- Active: 1914–1919, 1940–1941, 1944–1945
- Country: United Kingdom
- Branch: Royal Navy
- Size: Flotilla
- Engagements: Battle of Jutland, Battle of Calabria, Battle of Cape Matapan, Battle of Ushant

= 10th Destroyer Flotilla =

The British 10th Destroyer Flotilla, or Tenth Destroyer Flotilla, was a military formation of the Royal Navy from March from 1914 to 1919. It was reformed on an ad hoc basis from 1940 to 1941 and finally from 1944 to 1945.

==History==
First created in March 1914 it was later assigned to the Harwich Striking Force later renamed Harwich Force in April 1915. The flotilla took part in the Battle of Jutland, (31 May – 1 June 1916) after Jutland it remained with the Harwich Force until it was disbanded in April 1919. The flotilla was reactivated again during World War Two but each time this was a temporary arrangement.

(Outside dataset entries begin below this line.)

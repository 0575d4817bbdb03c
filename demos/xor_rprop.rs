use rust_flatnet::{
    Activation, Dataset, ErrorFunction, NetworkBuilder, PropagationTrainer, TrainConfig,
    TrainingMethod,
};
use tracing_subscriber::EnvFilter;

fn main() -> rust_flatnet::Result<()> {
    tracing_subscriber::fmt()
        .with_env_filter(EnvFilter::try_from_default_env().unwrap_or_else(|_| EnvFilter::new("info")))
        .init();

    // Classic XOR dataset.
    let xs = vec![
        vec![0.0, 0.0],
        vec![0.0, 1.0],
        vec![1.0, 0.0],
        vec![1.0, 1.0],
    ];
    let ys = vec![vec![0.0], vec![1.0], vec![1.0], vec![0.0]];
    let train = Dataset::from_rows(&xs, &ys)?;

    // 2 -> 3 -> 1, sigmoid everywhere, bias on input and hidden.
    let mut net = NetworkBuilder::new(2, 1.0)?
        .add_layer(Activation::Sigmoid, 3, 1.0)?
        .add_layer(Activation::Sigmoid, 1, 0.0)?
        .build_with_seed(0)?;

    let mut trainer =
        PropagationTrainer::create(&mut net, ErrorFunction::Linear, &train, TrainingMethod::Rprop)?;
    let report = trainer.train(&TrainConfig {
        max_epochs: 5_000,
        target_error: Some(0.01),
        ..TrainConfig::default()
    })?;
    println!(
        "epochs={} final_error={:.6} reached_target={}",
        report.epochs, report.final_error, report.reached_target
    );

    for x in &xs {
        let y = net.compute(x)?;
        println!("x={x:?} y={:.4}", y[0]);
    }
    Ok(())
}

It reformed as part of the Mediterranean Fleet from 1 June 1940 to 1 July 1941 before being de-mobilised. It was reformed for the last time as part of the Plymouth Command in April 1944 it was primarily known for its part in the Battle of Ushant (9 June 1944) it remained active until 1 December 1944 it was abolished in 1945.

==Administration==
===Captains (D) afloat, 10th Destroyer Flotilla===
Captain (D) afloat is a Royal Navy appointment of an operational commander of a destroyer flotilla or squadron.
 Post holders included:
- Captain Wilmot S. Nicholson, 11 November 1914 – 1 December 1916
- Captain Colin K. MacLean, 17 October 1917 – 1 March 1919
Flotilla disbanded till 1940 then abolished 1941 until reformed in 1944 until 1945
- Captain Hector Waller, 1940–1941
- Captain Basil Jones, 1944–1945

==Sources==
- Harley, Simon; Lovell, Tony. (2018) "Tenth Destroyer Flotilla (Royal Navy) - The Dreadnought Project". www.dreadnoughtproject.org. Harley and Lovell.
- Hinsley, F. H.; Thomas, Edward Eastaway; Ransom, C. F. G.; Knight, R. C.; Simkins, C. A. G. (1988). British Intelligence in the Second World War: Volume 3. Cambridge, England: Cambridge University Press. ISBN 978-0-52-135196-6.
- Sutherland, Jonathan; Canwell, Diane (2007). The Battle of Jutland (New ed. ed.). Barnsley: Pen & Sword Maritime. ISBN 978-1-84-415529-3.
- Tent, James Foster (1996). E-boat alert : defending the Normandy invasion fleet. Annapolis, Md.: Naval Inst. Press. ISBN 978-1-55-750805-8.
- Watson, Dr Graham. (2015) "Royal Navy Organization in World War 2, 1939-1945". www.naval-history.net. Gordon Smith.
- Whitby, Michael (2011). Commanding Canadians: The Second World War Diaries of A.F.C. Layard. Vancouver, Canada: UBC Press. ISBN 978-0-77-484037-8.
- Whitby, Michael. (2012) "Matters of the Channel Night: The 10th Destroyer Flotilla's Victory Off Ile De Batz, 9 June 1944". Directorate of Heritage and History, Department of National Defence (Canada).